### What is needed:
In the records, find every line with the word "RawItem" and copy it out.

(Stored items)
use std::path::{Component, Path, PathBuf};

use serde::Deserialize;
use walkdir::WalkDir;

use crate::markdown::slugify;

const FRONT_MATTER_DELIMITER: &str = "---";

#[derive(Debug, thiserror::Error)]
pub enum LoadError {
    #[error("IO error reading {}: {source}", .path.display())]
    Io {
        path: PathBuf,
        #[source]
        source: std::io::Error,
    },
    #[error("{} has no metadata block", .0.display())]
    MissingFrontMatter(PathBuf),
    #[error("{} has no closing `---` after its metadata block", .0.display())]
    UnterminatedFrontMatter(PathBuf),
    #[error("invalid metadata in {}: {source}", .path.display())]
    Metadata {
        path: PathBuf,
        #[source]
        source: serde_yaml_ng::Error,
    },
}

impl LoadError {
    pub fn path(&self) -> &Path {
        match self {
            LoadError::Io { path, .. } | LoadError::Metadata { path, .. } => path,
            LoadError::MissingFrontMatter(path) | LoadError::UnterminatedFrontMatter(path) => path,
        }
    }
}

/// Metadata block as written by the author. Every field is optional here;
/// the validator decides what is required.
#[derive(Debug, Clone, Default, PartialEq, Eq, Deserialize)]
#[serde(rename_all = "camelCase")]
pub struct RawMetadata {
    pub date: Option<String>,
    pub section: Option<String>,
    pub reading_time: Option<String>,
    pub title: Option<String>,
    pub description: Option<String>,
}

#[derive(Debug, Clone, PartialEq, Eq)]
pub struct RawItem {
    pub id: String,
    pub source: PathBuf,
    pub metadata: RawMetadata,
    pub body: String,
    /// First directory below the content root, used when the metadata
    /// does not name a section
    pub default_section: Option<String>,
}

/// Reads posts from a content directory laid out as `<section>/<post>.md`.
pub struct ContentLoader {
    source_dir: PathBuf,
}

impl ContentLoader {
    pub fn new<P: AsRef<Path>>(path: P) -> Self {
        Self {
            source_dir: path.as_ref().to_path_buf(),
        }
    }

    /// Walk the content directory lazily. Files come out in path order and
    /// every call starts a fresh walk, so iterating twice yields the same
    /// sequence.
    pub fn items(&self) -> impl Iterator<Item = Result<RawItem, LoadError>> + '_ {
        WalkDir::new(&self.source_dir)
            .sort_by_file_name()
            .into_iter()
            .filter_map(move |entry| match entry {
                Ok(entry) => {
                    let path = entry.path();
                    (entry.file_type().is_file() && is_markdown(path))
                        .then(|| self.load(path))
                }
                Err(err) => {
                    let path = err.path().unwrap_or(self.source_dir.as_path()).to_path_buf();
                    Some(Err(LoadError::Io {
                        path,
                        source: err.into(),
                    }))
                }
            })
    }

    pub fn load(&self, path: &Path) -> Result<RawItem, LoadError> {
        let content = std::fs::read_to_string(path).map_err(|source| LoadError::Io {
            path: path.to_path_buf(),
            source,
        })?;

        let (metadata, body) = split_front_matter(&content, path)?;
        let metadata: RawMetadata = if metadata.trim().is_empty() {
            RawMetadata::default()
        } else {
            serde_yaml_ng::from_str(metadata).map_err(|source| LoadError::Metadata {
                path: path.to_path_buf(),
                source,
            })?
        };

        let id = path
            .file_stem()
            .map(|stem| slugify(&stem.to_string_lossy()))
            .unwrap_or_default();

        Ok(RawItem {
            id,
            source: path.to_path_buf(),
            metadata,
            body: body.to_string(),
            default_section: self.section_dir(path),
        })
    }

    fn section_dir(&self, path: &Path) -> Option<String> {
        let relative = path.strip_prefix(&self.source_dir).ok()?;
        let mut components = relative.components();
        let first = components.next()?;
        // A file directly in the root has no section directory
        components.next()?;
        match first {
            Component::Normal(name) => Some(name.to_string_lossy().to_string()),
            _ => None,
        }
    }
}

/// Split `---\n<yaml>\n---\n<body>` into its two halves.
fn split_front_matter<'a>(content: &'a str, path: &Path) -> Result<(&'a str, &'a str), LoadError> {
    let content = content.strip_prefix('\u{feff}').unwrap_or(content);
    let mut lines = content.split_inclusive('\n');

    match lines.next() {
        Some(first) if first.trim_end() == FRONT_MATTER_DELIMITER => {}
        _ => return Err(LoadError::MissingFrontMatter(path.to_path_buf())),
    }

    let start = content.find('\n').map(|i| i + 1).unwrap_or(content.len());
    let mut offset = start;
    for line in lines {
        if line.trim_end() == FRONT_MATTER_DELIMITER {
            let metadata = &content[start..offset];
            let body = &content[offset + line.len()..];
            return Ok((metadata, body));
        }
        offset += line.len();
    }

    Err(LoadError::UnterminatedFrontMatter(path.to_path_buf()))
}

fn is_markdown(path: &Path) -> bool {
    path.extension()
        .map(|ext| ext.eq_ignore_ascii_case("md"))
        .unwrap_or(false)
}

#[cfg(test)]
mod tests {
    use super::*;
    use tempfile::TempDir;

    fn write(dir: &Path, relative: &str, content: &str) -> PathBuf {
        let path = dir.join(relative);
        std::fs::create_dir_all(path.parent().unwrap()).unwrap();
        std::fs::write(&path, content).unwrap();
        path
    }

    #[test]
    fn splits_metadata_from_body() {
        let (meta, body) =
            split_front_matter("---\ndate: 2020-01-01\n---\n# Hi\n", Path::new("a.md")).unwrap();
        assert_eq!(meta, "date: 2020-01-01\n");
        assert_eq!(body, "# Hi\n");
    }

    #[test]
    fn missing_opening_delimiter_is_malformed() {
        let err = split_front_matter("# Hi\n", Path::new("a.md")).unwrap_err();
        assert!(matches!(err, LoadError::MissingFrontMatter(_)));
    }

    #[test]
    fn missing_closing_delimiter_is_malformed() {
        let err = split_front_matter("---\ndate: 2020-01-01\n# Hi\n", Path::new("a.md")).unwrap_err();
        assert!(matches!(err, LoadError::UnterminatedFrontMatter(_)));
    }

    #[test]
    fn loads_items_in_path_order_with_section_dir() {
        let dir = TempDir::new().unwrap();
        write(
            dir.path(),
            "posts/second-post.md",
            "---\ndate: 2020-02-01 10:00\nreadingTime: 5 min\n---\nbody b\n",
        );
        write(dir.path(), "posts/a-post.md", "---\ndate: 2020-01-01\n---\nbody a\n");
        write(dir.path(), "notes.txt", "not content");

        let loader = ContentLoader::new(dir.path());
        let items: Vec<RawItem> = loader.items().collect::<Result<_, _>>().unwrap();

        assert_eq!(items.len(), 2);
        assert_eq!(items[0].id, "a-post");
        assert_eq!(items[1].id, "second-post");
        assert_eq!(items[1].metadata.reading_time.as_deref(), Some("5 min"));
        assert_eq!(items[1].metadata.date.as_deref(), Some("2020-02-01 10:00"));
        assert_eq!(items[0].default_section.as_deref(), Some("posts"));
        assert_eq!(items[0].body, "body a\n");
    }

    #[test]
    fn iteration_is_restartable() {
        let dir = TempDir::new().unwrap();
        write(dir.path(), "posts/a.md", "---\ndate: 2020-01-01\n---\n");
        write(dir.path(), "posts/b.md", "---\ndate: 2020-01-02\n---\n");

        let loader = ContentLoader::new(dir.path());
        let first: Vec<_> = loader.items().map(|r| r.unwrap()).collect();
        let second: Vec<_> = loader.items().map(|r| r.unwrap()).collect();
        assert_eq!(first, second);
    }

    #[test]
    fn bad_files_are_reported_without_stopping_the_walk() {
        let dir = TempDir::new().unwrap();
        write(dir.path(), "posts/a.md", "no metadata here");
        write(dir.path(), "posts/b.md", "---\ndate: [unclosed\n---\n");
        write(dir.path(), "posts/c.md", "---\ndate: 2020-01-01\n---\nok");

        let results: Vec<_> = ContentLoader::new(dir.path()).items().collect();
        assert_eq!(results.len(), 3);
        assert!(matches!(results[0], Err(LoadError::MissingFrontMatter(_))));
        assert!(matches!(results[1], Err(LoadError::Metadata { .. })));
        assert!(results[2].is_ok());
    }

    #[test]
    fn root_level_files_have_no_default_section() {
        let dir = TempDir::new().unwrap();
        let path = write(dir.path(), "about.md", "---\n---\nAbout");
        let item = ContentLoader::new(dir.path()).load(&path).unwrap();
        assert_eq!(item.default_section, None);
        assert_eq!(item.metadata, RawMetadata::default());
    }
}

### Solution to this task:
pub struct RawItem {
    pub fn items(&self) -> impl Iterator<Item = Result<RawItem, LoadError>> + '_ {
    pub fn load(&self, path: &Path) -> Result<RawItem, LoadError> {
        Ok(RawItem {
        let items: Vec<RawItem> = loader.items().collect::<Result<_, _>>().unwrap();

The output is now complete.